Let me tell you about a Saturday in Accra.

The 27th Telecel Ghana Music Awards at The Grand Arena. The official red-carpet theme for the night was A Touch of Glitter. The whole room was filled with shine and shimmer and light catching light. And into that room walked two figures dressed in something else entirely: dark, structured, deliberate. One in a kimono-style suit jacket over pleated trousers, carrying a katana. The other was in a full silver suit, an Asian-inspired hat, and silver shades.

They were, by a wide margin, some of the most talked-about looks on the carpet that night. I want to tell you what people said, because I could not have said it better:

"Dem shada o!"

"Sensei."

"It's just as if I'm watching Demon Slayer."

"Yo this is a Met Gala outfit istg."

"You're a samurai in disguise."

"Hardest fit I've seen at any VGMA/TGMA."
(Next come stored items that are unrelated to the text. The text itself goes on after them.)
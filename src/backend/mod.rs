//! The upstream workforce backend.
//!
//! Handlers only ever talk to [`Backend`]; which implementation sits behind
//! it is decided once at startup from `BACKEND_MODE`.

pub mod fixture;
pub mod http;

use actix_web::http::StatusCode;
use async_trait::async_trait;
use thiserror::Error;

use crate::auth::session::Session;
use crate::model::attendance::{AttendanceData, BulkAttendance, ProcessResponse};
use crate::model::organization::{Organization, UserProfile};
use crate::model::project::{CreateProject, Project, ProjectStatus};
use crate::model::sheet::{CreateSheetUpstream, MonthKey, SheetMeta};
use crate::model::worker::{CreateWorker, Worker};
use crate::models::{SignInRequest, SignInResponse};

#[derive(Debug, Error)]
pub enum BackendError {
    #[error("Backend rejected the session")]
    Unauthorized,

    #[error("{0} not found")]
    NotFound(String),

    #[error("Backend returned {status}: {body}")]
    Status { status: u16, body: String },

    #[error("Backend request failed: {0}")]
    Transport(#[from] reqwest::Error),

    #[error("Unexpected backend response: {0}")]
    Decode(String),
}

impl BackendError {
    pub fn status_code(&self) -> StatusCode {
        match self {
            BackendError::Unauthorized => StatusCode::UNAUTHORIZED,
            BackendError::NotFound(_) => StatusCode::NOT_FOUND,
            _ => StatusCode::BAD_GATEWAY,
        }
    }
}

pub type BackendResult<T> = Result<T, BackendError>;

#[async_trait]
pub trait Backend: Send + Sync {
    async fn sign_in(&self, credentials: &SignInRequest) -> BackendResult<SignInResponse>;

    async fn current_user(&self, session: &Session) -> BackendResult<UserProfile>;

    async fn organization(&self, session: &Session, org_id: &str) -> BackendResult<Organization>;

    async fn list_projects(
        &self,
        session: &Session,
        org_id: &str,
        status: Option<ProjectStatus>,
    ) -> BackendResult<Vec<Project>>;

    async fn project(&self, session: &Session, org_id: &str, project_id: &str) -> BackendResult<Project>;

    async fn create_project(
        &self,
        session: &Session,
        org_id: &str,
        project: &CreateProject,
    ) -> BackendResult<Project>;

    async fn list_workers(&self, session: &Session, org_id: &str) -> BackendResult<Vec<Worker>>;

    async fn create_worker(&self, session: &Session, worker: &CreateWorker) -> BackendResult<Worker>;

    async fn list_sheets(&self, session: &Session, project_id: &str) -> BackendResult<Vec<SheetMeta>>;

    async fn create_sheet(&self, session: &Session, sheet: &CreateSheetUpstream) -> BackendResult<SheetMeta>;

    async fn attendance(
        &self,
        session: &Session,
        project_id: &str,
        month: MonthKey,
    ) -> BackendResult<AttendanceData>;

    async fn save_attendance(
        &self,
        session: &Session,
        sheet_id: &str,
        bulk: &BulkAttendance,
    ) -> BackendResult<()>;

    async fn remove_sheet_worker(&self, session: &Session, sheet_id: &str, worker_id: &str) -> BackendResult<()>;

    async fn change_sheet_worker(
        &self,
        session: &Session,
        sheet_id: &str,
        worker_id: &str,
        new_worker_id: &str,
    ) -> BackendResult<()>;

    async fn process_payment(
        &self,
        session: &Session,
        event_name: &str,
        sheet_id: &str,
    ) -> BackendResult<ProcessResponse>;
}
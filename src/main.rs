use actix_web::middleware::NormalizePath;
use actix_web::web::Data;
use actix_web::{App, HttpServer};
use dotenvy::dotenv;
use std::sync::Arc;

mod api;
mod auth;
mod backend;
mod config;
mod docs;
mod error;
mod model;
mod models;
mod routes;
mod sheet;
mod utils;

use backend::Backend;
use backend::fixture::FixtureBackend;
use backend::http::HttpBackend;
use config::{BackendMode, Config};

use crate::docs::ApiDoc;
use crate::utils::draft_store::DraftStore;
use tracing::{info, warn};
use tracing_appender::rolling;
use utoipa::OpenApi; // ← needed for ApiDoc::openapi()
use utoipa_swagger_ui::SwaggerUi;

fn build_backend(config: &Config) -> anyhow::Result<Arc<dyn Backend>> {
    let backend: Arc<dyn Backend> = match config.backend_mode {
        BackendMode::Http => {
            let base_url = config
                .backend_base_url
                .as_deref()
                .ok_or_else(|| anyhow::anyhow!("BACKEND_BASE_URL is required in http mode"))?;
            info!(%base_url, "Using workforce backend");
            Arc::new(HttpBackend::new(base_url))
        }
        BackendMode::Fixture => {
            warn!("Using in-memory fixture backend, nothing is persisted");
            Arc::new(FixtureBackend::seeded_with_rates(config.rates))
        }
    };
    Ok(backend)
}

#[actix_web::main]
async fn main() -> std::io::Result<()> {
    dotenv().ok();

    let config = Config::from_env().map_err(std::io::Error::other)?;

    // Rolling daily log
    let file_appender = rolling::daily(&config.log_dir, "app.log");
    let (non_blocking, _guard) = tracing_appender::non_blocking(file_appender);

    tracing_subscriber::fmt()
        .with_writer(non_blocking)
        .with_max_level(config.log_level)
        .with_ansi(false)
        .with_target(false) // removes module path
        .with_level(true)
        .with_thread_ids(false)
        .with_thread_names(false)
        .pretty()
        .init();

    info!(mode = %config.backend_mode, "Server starting...");

    let backend = build_backend(&config).map_err(std::io::Error::other)?;
    let drafts = Data::new(DraftStore::new(&config));

    let server_addr = config.server_addr.clone();
    let config_data = config.clone();

    HttpServer::new(move || {
        App::new()
            .wrap(actix_web::middleware::Logger::default())
            .wrap(NormalizePath::trim())
            .service(
                SwaggerUi::new("/swagger-ui/{_:.*}") // ← important: wildcard {_:.*} to match JS/CSS files
                    .url("/api-doc/openapi.json", ApiDoc::openapi()),
            )
            .app_data(Data::from(backend.clone()))
            .app_data(drafts.clone())
            .app_data(Data::new(config.clone()))
            .configure(|cfg| routes::configure(cfg, config_data.clone()))
    })
    .bind(server_addr)?
    .run()
    .await
}
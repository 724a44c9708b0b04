pub mod attendance;
pub mod designation;
pub mod organization;
pub mod project;
pub mod sheet;
pub mod worker;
"Best dressed, undoubtedly."

"PSA anime community: these fits fya."

Here is the thing I want you to understand. The crowd saw a samurai. They saw anime. They reached for the closest reference they had for sculptural, from-somewhere-else. And they were close, but what they were actually looking at was a traveler.

What walked that carpet were two Smart Heirlooms. Garments from the Bandele Muse Universe, worn by people in the year 3026 and carried back through the layers of time into a Saturday night in Accra. Not costume or cosplay. Actual artifacts. The reason they were seen as from another world is that, in the story, they are.

That's my intention, landing in real time, on a public carpet, in front of a crowd that had never been told the story. And they understood it anyway. When the reference someone reaches for to describe your work is "I feel like I'm watching something from another world," the world-building is working. I am grateful for this.

How I almost missed this

I did not feel ready to debut this collection.

The supply chain was not where I wanted it. The finishing on the samples was not perfect yet. I had a running list — fabric sourcing, packaging, labels, manufacturing — and I wanted every item on it solved and sealed before anyone saw a single piece. I was not sure about my pricing or how to position the collection so the right people found it and bought it, instead of it disappearing into a feed.

My mind...or my fear.... said: wait. Perfect it first. Debut later.

But waiting had a cost I could see clearly. If I held everything for the debut campaign, then debuted, I would have almost six months of silence after our debut event last August, with nothing to follow it. A launch with no runway behind it.

So, I did what I do when a decision cannot be resolved by logic alone. I journaled. I meditated. I brought it to God.

And what came back was a reframe, not an answer. What if the collection wasn't primarily a thing to sell right now? What if it was a thing to invite with? Proof of concept. A medium, not a merchandise drop. A way to bring the right people into the Bandele Muse Universe by showing them the world, the characters, and the clothing as one thing instead of three.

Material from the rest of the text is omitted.